As Ruth nurses her son in Volume III, she continues to interpret Leonard's illness, now identified as the measles, as retribution for her sin: “It seemed to her that his death would only be the fitting punishment for the state of indifference towards him – towards life and death – towards all things earthly or divine, into which she had suffered herself to fall since her last interview with Mr Donne” (255; ch. 25). Like the devotional writers, the narrator interposes to note that Ruth, even more than mistaking Leonard's physical state, has misread her own body. While Ruth reads her “state of indifference” as the sin that caused Leonard's disease, the narrator asserts that this indifference itself has a physical origin: “She did not understand that such exhaustion is but the natural consequence of violent agitation and severe tension of feeling” (255). Ruth's forecasting of punishment is not merely misguided in assigning her own behavior as the origin of her son's illness. Rather, her physiological reactions have helped produce the very lethargic state she identifies as sinful in herself. In my reading, Ruth's spiritual relapse does not happen when she is tempted to return to Donne; the relapse instead occurs here, in her inability to attend to the circumstances that thwart her own predictions of punishment.

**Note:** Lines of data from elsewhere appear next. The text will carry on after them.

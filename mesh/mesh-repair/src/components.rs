//! Connected component analysis.
//!
//! Two faces belong to the same component when they share a vertex, which
//! is how disjoint pieces are counted in mesh reports.

use hashbrown::HashMap;

/// Disjoint-set forest over vertex indices.
struct UnionFind {
    parent: Vec<u32>,
}

impl UnionFind {
    #[allow(clippy::cast_possible_truncation)]
    fn new(n: usize) -> Self {
        Self {
            parent: (0..n as u32).collect(),
        }
    }

    fn find(&mut self, mut x: u32) -> u32 {
        while self.parent[x as usize] != x {
            let grand = self.parent[self.parent[x as usize] as usize];
            self.parent[x as usize] = grand;
            x = grand;
        }
        x
    }

    fn union(&mut self, a: u32, b: u32) {
        let (ra, rb) = (self.find(a), self.find(b));
        if ra != rb {
            self.parent[ra.max(rb) as usize] = ra.min(rb);
        }
    }
}

/// Group face indices into vertex-connected components.
///
/// Components are ordered by their lowest face index. Faces with an
/// out-of-range index are ignored.
///
/// # Example
///
/// ```
/// use mesh_repair::face_components;
///
/// let faces = vec![[0, 1, 2], [2, 3, 4], [5, 6, 7]];
/// let parts = face_components(&faces, 8);
/// assert_eq!(parts, vec![vec![0, 1], vec![2]]);
/// ```
#[must_use]
pub fn face_components<F: AsRef<[u32]>>(faces: &[F], vertex_count: usize) -> Vec<Vec<usize>> {
    let mut sets = UnionFind::new(vertex_count);
    let in_range = |f: &F| f.as_ref().iter().all(|&i| (i as usize) < vertex_count);

    for face in faces.iter().filter(|f| in_range(f)) {
        let idx = face.as_ref();
        for pair in idx.windows(2) {
            sets.union(pair[0], pair[1]);
        }
    }

    let mut slot: HashMap<u32, usize> = HashMap::new();
    let mut components: Vec<Vec<usize>> = Vec::new();
    for (face_idx, face) in faces.iter().enumerate() {
        let Some(&first) = face.as_ref().first() else {
            continue;
        };
        if !in_range(face) {
            continue;
        }
        let root = sets.find(first);
        let next = components.len();
        let k = *slot.entry(root).or_insert(next);
        if k == next {
            components.push(Vec::new());
        }
        components[k].push(face_idx);
    }
    components
}

/// Number of vertex-connected pieces.
#[must_use]
pub fn disjoint_count<F: AsRef<[u32]>>(faces: &[F], vertex_count: usize) -> usize {
    face_components(faces, vertex_count).len()
}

4. Spiritual Outcomes and Narrative Endings

In the passages above, the narrator often highlights the circumstantial and physiological factors of Ruth's behavior. Admittedly, however, once Ruth's secret past is revealed, the narrator and Ruth herself embrace a teleological hermeneutic that views Ruth's social shaming as a necessary outcome of her fall. However, ironically and disturbingly, in this assessment they come to share the judgment of the censorious and repugnant Bradshaw. It comes as no surprise that Bradshaw sees his own moral outrage as an ineluctable consequence of Ruth's transgression. When she attests she “cannot bear” his anger, he declares that she should have calculated this effect prior to her youthful seduction: “Before you went into your sin, you should have thought whether you could bear the consequences or not” (279; ch. 26).

More disconcerting than Bradshaw's predictable condemnation, the novel endorses Ruth's piety in her passive acceptance of punishment, particularly her acceptance of her son's anger. Ruth tolerates Leonard's disrespect; she even “silently admitted the force of the reason that caused” his sullenness (301; ch. 28). Even Benson approves of Ruth's meekness through a teleological inference, though his outcome is positive rather than negative. Observing her submission to Leonard's anger, “he knew that all goodness would follow, and that the claims which his mother's infinite love had on the boy's heart would be acknowledged at last” (301).

After he hears of his illegitimacy, Leonard's “health seemed shaken” (300; ch. 28). While the narrator earlier intervened to distinguish Ruth's culpability from her son's bodily health, here she participates in establishing a teleological connection between the two. Indeed, the line between Ruth's thoughts and the narrator's voice in this moment is blurred. The narrator surmises, “It was what must be; an inevitable consequence of what had been; and Ruth had to be patient, and pray in secret, and with many tears, for the strength she needed” (301). The narrator's prescriptive “what must be” underscores not only the perceived inevitability, but also the apparent appropriateness, of Leonard's reaction.

Intriguingly, several early reviewers echo just this imperative construction in their assessment of the novel's morality and particularly its portrayal of the Bensons’ decision to lie about Ruth's origins. The narrator declaims Ruth “had to be patient”; the reviewers declare, “Mr. Benson has to suffer the disgrace of his error, Ruth has to bear the burst of indignant virtue” (Easson 217). Even reviewers who defend the novel's morality do so by referring to the necessarily punitive outcomes of the Bensons’ decision. George Henry Lewes argues that the lie is “the one flaw in an otherwise perfect act of Christian charity, and its consequences are ably worked out” (267). Yet in taking the narrator's belated turn toward consequentialism as the full encapsulation of the novel's moral schema, these reviewers elide the fact that the ethics of forecasting outcomes has been interrogated throughout the novel's middle.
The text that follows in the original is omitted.